MemoryError in numpy.append despite enough RAM

Question

I've been trying to append a list of points of a pointcloud read with laspy to another list of points, basically merging two pointclouds. When merging multiple pointclouds I have been appending all points to the same np.ndarray in order to save it back to a laspy file. Now as soon as the combined size of all pointclouds I want to merge exceeds about 350 MB I get a MemoryError.

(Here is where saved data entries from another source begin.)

use crate::dom;
use crate::watch;
use folio_core::constants::{REVEAL_CLASS, REVEAL_THRESHOLD};
use folio_core::Selectors;
use web_sys as web;

pub fn init(document: &web::Document, sel: &Selectors) -> anyhow::Result<()> {
    let targets = dom::query_all(document, sel.reveal_targets);
    log::info!("[reveal] watching {} blocks", targets.len());
    wire(targets)
}

pub fn wire(targets: Vec<web::HtmlElement>) -> anyhow::Result<()> {
    watch::watch_once(targets, REVEAL_THRESHOLD, |el| {
        _ = el.class_list().add_1(REVEAL_CLASS);
    })
}
//! Inline style states toggled by the navbar and project cards, plus the
//! reveal stylesheet appended to `<head>` at startup.

use crate::constants::NAVBAR_COMPACT_SCROLL_Y;

/// A set of `(property, value)` pairs applied with `style.setProperty`.
pub type StyleSet = &'static [(&'static str, &'static str)];

#[derive(Clone, Copy, Debug, PartialEq, Eq)]
pub enum NavbarStyle {
    Default,
    Compact,
}

impl NavbarStyle {
    #[inline]
    pub fn for_scroll(scroll_y: f64) -> Self {
        if scroll_y > NAVBAR_COMPACT_SCROLL_Y {
            NavbarStyle::Compact
        } else {
            NavbarStyle::Default
        }
    }

    pub fn properties(self) -> StyleSet {
        match self {
            NavbarStyle::Default => &[("padding", "20px 0"), ("box-shadow", "none")],
            NavbarStyle::Compact => &[
                ("padding", "15px 0"),
                ("box-shadow", "0 5px 20px rgba(0, 0, 0, 0.1)"),
            ],
        }
    }
}

/// Open/closed state of the mobile menu. The toggle and the link list always
/// carry the `active` class together.
#[derive(Clone, Copy, Debug, Default, PartialEq, Eq)]
pub struct MenuState {
    pub open: bool,
}

impl MenuState {
    /// Menu toggle clicked.
    #[inline]
    pub fn toggled(self) -> Self {
        Self { open: !self.open }
    }

    /// A nav link was followed.
    #[inline]
    pub fn closed(self) -> Self {
        Self { open: false }
    }
}

/// Elevation of a project card under the pointer.
#[derive(Clone, Copy, Debug, PartialEq, Eq)]
pub enum CardElevation {
    Resting,
    Raised,
}

impl CardElevation {
    pub fn properties(self) -> StyleSet {
        match self {
            CardElevation::Raised => &[
                ("transform", "translateY(-10px)"),
                ("box-shadow", "0 20px 25px -5px rgba(0, 0, 0, 0.3)"),
            ],
            CardElevation::Resting => &[
                ("transform", "translateY(0)"),
                ("box-shadow", "0 10px 15px -3px rgba(0, 0, 0, 0.3)"),
            ],
        }
    }
}

// Card groups that get staggered entrance delays, with per-child delays in seconds.
const STAGGERED_GROUPS: &[(&str, &[f32])] = &[
    ("timeline-item", &[0.1, 0.3, 0.5]),
    ("project-card", &[0.1, 0.3, 0.5]),
    ("testimonial-card", &[0.1, 0.3, 0.5]),
    ("stat-card", &[0.1, 0.2, 0.3, 0.4]),
];

/// Stylesheet for the `.animated` fade-in-up entrance.
pub fn reveal_stylesheet(reveal_class: &str) -> String {
    let mut css = format!(
        ".{reveal_class} {{\n    animation: fadeInUp 0.8s ease forwards;\n}}\n\
         @keyframes fadeInUp {{\n    \
         from {{ opacity: 0; transform: translateY(30px); }}\n    \
         to {{ opacity: 1; transform: translateY(0); }}\n}}\n"
    );
    for (group, delays) in STAGGERED_GROUPS {
        for (i, delay) in delays.iter().enumerate() {
            css.push_str(&format!(
                ".{group}:nth-child({n}).{reveal_class} {{ animation-delay: {delay}s; }}\n",
                n = i + 1
            ));
        }
    }
    css
}

/// Width for a skill bar from its `data-width` attribute, clamped to 0..=100.
pub fn skill_width(attr: &str) -> Option<String> {
    let value: f64 = attr.trim().parse().ok()?;
    if !value.is_finite() {
        return None;
    }
    Some(format!("{}%", value.clamp(0.0, 100.0)))
}

/// Replace the first placeholder year in the footer text.
pub fn stamp_year(text: &str, placeholder: &str, year: u32) -> String {
    text.replacen(placeholder, &year.to_string(), 1)
}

I've tried using a different method of writing a pointcloud file, so that I don't have to read all points into the memory at once, but that failed, as laspy is really weird when it comes to writing pointcloud files, here are a few things I figured out:

laspy.File.points has the following format:

array([((24315,  12245, 12080, 0, 24, 0, 0, 0, 202, 23205, 24735, 21930),),
       ...,
       ((15155, -23292, -6913, 0, 56, 0, 0, 0, 343, 36975, 37230, 37485),)],
      dtype=[('point', [('X', '<i4'), ('Y', '<i4'), ('Z', '<i4'), ('intensity', '<u2'), ('flag_byte', 'u1'), ('raw_classification', 'u1'), ('scan_angle_rank', 'i1'), ('user_data', 'u1'), ('pt_src_id', '<u2'), ('red', '<u2'), ('green', '<u2'), ('blue', '<u2')])])

The variable type of laspy.File.points is numpy.ndarray
The shape of laspy.File.points is (<numberOfRows>,) => one-dimensional array, even though it has 12 values per row(?)
The rows have the type numpy.void
In order to write a laspy.File you need to create a new File in write mode, copy the header from an existing file and set the File.points to a numpy array of exactly the type as described above. After setting the points once, you cannot set them again, meaning the final count of rows needs to be known when setting the points.
You can change the row's values by using laspy.File.set_x(<arrayOfXValues>) (and similar), needs to be the same length as laspy.File.points

Now my PC has 16 GB RAM of which about 10 GB are free when I start the merging. Using psutils I get my used and available memory, and I never go below 9 GB free memory. Using psutil.Process(os.getpid()).memory_info().rss I get the used memory for this process, which never exceeds 650 MB.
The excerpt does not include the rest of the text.